De visser ging uit vissen (lied 532)

Categorie Het nieuwe lied van Lutherse huize
Publicatie in Schiedams Kerknieuws
Datum februari 2020

 
Het nieuwe lied van Lutherse huize 

De visser ging uit vissen,
hij deed wat Jezus zei.
De visser ging uit vissen
en netten vol ving hij,
en netten vol ving hij.

Lied 532

Bij de samenstelling van het nieuwe liedboek is relatief veel plaats ingeruimd voor de wat vlottere, minder statische melodieën. Vooral in het laatste kwart van de bundel zien we veel liederen met syncopen, overbindingen, triolen, gepuncteerde ritmes, akkoordsymbolen en aanwijzingen voor gitaar en slagwerk. Vooral met het oog op de jeugd werd dit muzikale idioom opgenomen. De gedachte daarachter was dat deze muzikale taal meer aansluit bij de eigentijdse beleving van jonge mensen. Ook de Lutherse kerkmusicienne Marijke Bleij waagde zich aan een lied met syncopen, maatwisselingen en onverwachte rusten en slaagde erin om, zonder te vervallen in voorspelbaarheid, een vlotte, goed zingbare melodie te componeren bij een tekst van Hans Bouma over de wonderbare visvangst.

Marijke Bleij studeerde muziekwetenschap in Amsterdam en was vele jaren werkzaam als cantor, koor- en kinderkoorleider in Amsterlveen. Van 1962 tot 1981 was zij betrokken bij de kinderdiensten van het IKOR, later de IKON. Verder was zij als medewerkster van de Interkerkelijke Stichting voor het Kerklied van 1984 tot 2004 eindredacteur van de serie 'Zingend geloven'.
Met gedegen kennis van zaken schreef ze haar melodie. Logisch is de 'dalende lijn' aan het begin van het lied bij 'de visser ging uit vissen'. Logisch, want voor de vissen moet je naar beneden, het water in. Ook bewust is de plotselinge rust 'gecomponeerd' na de eerste drie noten voor 'ging hij vissen'. De vissers, de discipelen, hadden de 'hele nacht gezwoegd en niets gevangen'. Met enige tegenzin en moedeloosheid gaan ze opnieuw vissen omdat dat gezegd wordt, maar veel geloof op een goede afloop hebben ze niet, vandaar de aarzeling weergegeven in die rust... De tweede regel heeft als tegenbeweging een stijgende lijn en krijgt een 'nieuwe energie' door de syncope aan het eind van de regel. Een syncope is een ritme, waarbij meer één of meer tonen niet op de tel vallen, maar vlak daarvoor of daarna, waardoor het normale accent verlegd wordt. De popmuziek en de amusementsmuziek kan niet zonder deze syncopen, die het geheel altijd iets 'swingends' geven. Maar een teveel aan syncopen maakt dat de melodie vrijblijvend en oppervlakkig wordt, net of ze niet meer serieus hoeft te worden genomen. Marijke Bleij weet echter precies de goede dosering te geven en herhaalt deze syncope alleen nog in de derde en vijfde regel.

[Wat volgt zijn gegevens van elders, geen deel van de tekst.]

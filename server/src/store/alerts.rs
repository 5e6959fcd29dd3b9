//! Queries over `pending_alerts` and `pending_alerts_dlq`

use super::{DeadLetterAlert, PendingAlert};
use crate::error::Result;
use hydrolink_shared::NewAlert;
use sqlx::{SqliteConnection, SqliteExecutor};

pub async fn insert<'e, E: SqliteExecutor<'e>>(
    exec: E,
    alert: &NewAlert,
    max_attempts: u32,
    now: i64,
) -> Result<PendingAlert> {
    let details = serde_json::to_string(&alert.details)?;

    let row = sqlx::query_as::<_, PendingAlert>(
        r#"
        INSERT INTO pending_alerts (
            zone_id, source, code, alert_type, details,
            attempts, max_attempts, status, created_at, updated_at
        )
        VALUES (?, ?, ?, ?, ?, 0, ?, 'pending', ?, ?)
        RETURNING *
        "#,
    )
    .bind(alert.zone_id)
    .bind(alert.source.as_str())
    .bind(&alert.code)
    .bind(&alert.alert_type)
    .bind(details)
    .bind(i64::from(max_attempts))
    .bind(now)
    .bind(now)
    .fetch_one(exec)
    .await?;

    Ok(row)
}

pub async fn find<'e, E: SqliteExecutor<'e>>(exec: E, id: i64) -> Result<Option<PendingAlert>> {
    let row = sqlx::query_as::<_, PendingAlert>("SELECT * FROM pending_alerts WHERE id = ?")
        .bind(id)
        .fetch_optional(exec)
        .await?;
    Ok(row)
}

/// Return `failed` rows whose backoff has elapsed to `pending`
pub async fn promote_due<'e, E: SqliteExecutor<'e>>(exec: E, now: i64) -> Result<u64> {
    let result = sqlx::query(
        r#"
        UPDATE pending_alerts SET status = 'pending', updated_at = ?1
        WHERE status = 'failed' AND next_retry_at <= ?1
        "#,
    )
    .bind(now)
    .execute(exec)
    .await?;
    Ok(result.rows_affected())
}

/// Eligible pending rows, oldest first
pub async fn list_due<'e, E: SqliteExecutor<'e>>(
    exec: E,
    now: i64,
    limit: u32,
) -> Result<Vec<PendingAlert>> {
    let rows = sqlx::query_as::<_, PendingAlert>(
        r#"
        SELECT * FROM pending_alerts
        WHERE status = 'pending'
          AND (next_retry_at IS NULL OR next_retry_at <= ?)
        ORDER BY created_at ASC, id ASC
        LIMIT ?
        "#,
    )
    .bind(now)
    .bind(i64::from(limit))
    .fetch_all(exec)
    .await?;
    Ok(rows)
}

/// Hide an eligible row from other workers until `lease_until`
///
/// Returns false if another worker claimed it first.
pub async fn claim<'e, E: SqliteExecutor<'e>>(
    exec: E,
    id: i64,
    now: i64,
    lease_until: i64,
) -> Result<bool> {
    let result = sqlx::query(
        r#"
        UPDATE pending_alerts SET next_retry_at = ?1, updated_at = ?2
        WHERE id = ?3
          AND status = 'pending'
          AND (next_retry_at IS NULL OR next_retry_at <= ?2)
        "#,
    )
    .bind(lease_until)
    .bind(now)
    .bind(id)
    .execute(exec)
    .await?;
    Ok(result.rows_affected() == 1)
}

pub async fn delete<'e, E: SqliteExecutor<'e>>(exec: E, id: i64) -> Result<bool> {
    let result = sqlx::query("DELETE FROM pending_alerts WHERE id = ?")
        .bind(id)
        .execute(exec)
        .await?;
    Ok(result.rows_affected() > 0)
}

/// Count a failed attempt, guarded by the attempt count the caller observed
pub async fn record_failure<'e, E: SqliteExecutor<'e>>(
    exec: E,
    id: i64,
    expected_attempts: i64,
    error: &str,
    now: i64,
    next_retry_at: i64,
) -> Result<bool> {
    let result = sqlx::query(
        r#"
        UPDATE pending_alerts SET
            attempts = attempts + 1,
            status = 'failed',
            last_error = ?1,
            last_attempt_at = ?2,
            next_retry_at = ?3,
            updated_at = ?2
        WHERE id = ?4 AND attempts = ?5 AND status IN ('pending', 'failed')
        "#,
    )
    .bind(error)
    .bind(now)
    .bind(next_retry_at)
    .bind(id)
    .bind(expected_attempts)
    .execute(exec)
    .await?;
    Ok(result.rows_affected() == 1)
}

/// Copy a live row into the DLQ, then delete it
///
/// Must run inside the caller's transaction so the row is never in both
/// tables, nor in neither.
pub async fn move_to_dlq(conn: &mut SqliteConnection, id: i64, now: i64) -> Result<bool> {
    let copied = sqlx::query(
        r#"
        INSERT INTO pending_alerts_dlq (
            original_id, zone_id, source, code, alert_type, details,
            attempts, max_attempts, status, last_error, last_attempt_at,
            created_at, moved_to_dlq_at
        )
        SELECT id, zone_id, source, code, alert_type, details,
               attempts, max_attempts, 'dlq', last_error, last_attempt_at,
               created_at, ?
        FROM pending_alerts WHERE id = ?
        "#,
    )
    .bind(now)
    .bind(id)
    .execute(&mut *conn)
    .await?;

    if copied.rows_affected() == 0 {
        return Ok(false);
    }

    let deleted = sqlx::query("DELETE FROM pending_alerts WHERE id = ?")
        .bind(id)
        .execute(&mut *conn)
        .await?;

    Ok(deleted.rows_affected() == 1)
}

/// Most recently dead-lettered rows first
pub async fn list_dlq<'e, E: SqliteExecutor<'e>>(
    exec: E,
    limit: u32,
) -> Result<Vec<DeadLetterAlert>> {
    let rows = sqlx::query_as::<_, DeadLetterAlert>(
        "SELECT * FROM pending_alerts_dlq ORDER BY moved_to_dlq_at DESC, id DESC LIMIT ?",
    )
    .bind(i64::from(limit))
    .fetch_all(exec)
    .await?;
    Ok(rows)
}

/// Never-replayed DLQ rows moved at or before `moved_before`, oldest first
pub async fn list_replayable<'e, E: SqliteExecutor<'e>>(
    exec: E,
    moved_before: i64,
    limit: u32,
) -> Result<Vec<DeadLetterAlert>> {
    let rows = sqlx::query_as::<_, DeadLetterAlert>(
        r#"
        SELECT * FROM pending_alerts_dlq
        WHERE replayed_at IS NULL AND moved_to_dlq_at <= ?
        ORDER BY moved_to_dlq_at ASC, id ASC
        LIMIT ?
        "#,
    )
    .bind(moved_before)
    .bind(i64::from(limit))
    .fetch_all(exec)
    .await?;
    Ok(rows)
}

/// Stamp a DLQ row as replayed; false if another replayer got there first
pub async fn mark_replayed<'e, E: SqliteExecutor<'e>>(exec: E, dlq_id: i64, now: i64) -> Result<bool> {
    let result = sqlx::query(
        r#"
        UPDATE pending_alerts_dlq SET replayed_at = ?, replay_count = replay_count + 1
        WHERE id = ? AND replayed_at IS NULL
        "#,
    )
    .bind(now)
    .bind(dlq_id)
    .execute(exec)
    .await?;
    Ok(result.rows_affected() == 1)
}

/// Insert a fresh pending row copied from a DLQ row, attempts reset to zero
pub async fn insert_from_dlq<'e, E: SqliteExecutor<'e>>(
    exec: E,
    dlq_id: i64,
    now: i64,
) -> Result<Option<i64>> {
    let id = sqlx::query_scalar::<_, i64>(
        r#"
        INSERT INTO pending_alerts (
            zone_id, source, code, alert_type, details,
            attempts, max_attempts, status, created_at, updated_at
        )
        SELECT zone_id, source, code, alert_type, details,
               0, max_attempts, 'pending', ?1, ?1
        FROM pending_alerts_dlq WHERE id = ?2
        RETURNING id
        "#,
    )
    .bind(now)
    .bind(dlq_id)
    .fetch_optional(exec)
    .await?;
    Ok(id)
}

pub async fn count_live<'e, E: SqliteExecutor<'e>>(exec: E) -> Result<i64> {
    let count = sqlx::query_scalar::<_, i64>("SELECT COUNT(*) FROM pending_alerts")
        .fetch_one(exec)
        .await?;
    Ok(count)
}

pub async fn count_dlq<'e, E: SqliteExecutor<'e>>(exec: E) -> Result<i64> {
    let count = sqlx::query_scalar::<_, i64>("SELECT COUNT(*) FROM pending_alerts_dlq")
        .fetch_one(exec)
        .await?;
    Ok(count)
}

Zoals Hans Bouma de eerste en de derde regel identiek maakt, zo componeert Marijke Bleij deze regels ook in een identiek ritme, zij het de tweede keer een grote terts hoger. Ook de vierde en vijfde regel zijn tekstueel en melodisch identiek. Bij de toelichting wordt aangegeven dat de cantorij de eerste vier regels kan zingen en de gemeente alleen zou kunnen meezingen bij deze vijfde regel, die op deze manier dan als een refrein fungeert. Marijke Bleij weet binnen het kader van het traditionele kerklied moderne elementen toe te voegen, die de gemeente zeker zal inspireren om enthousiast mee te willen zingen!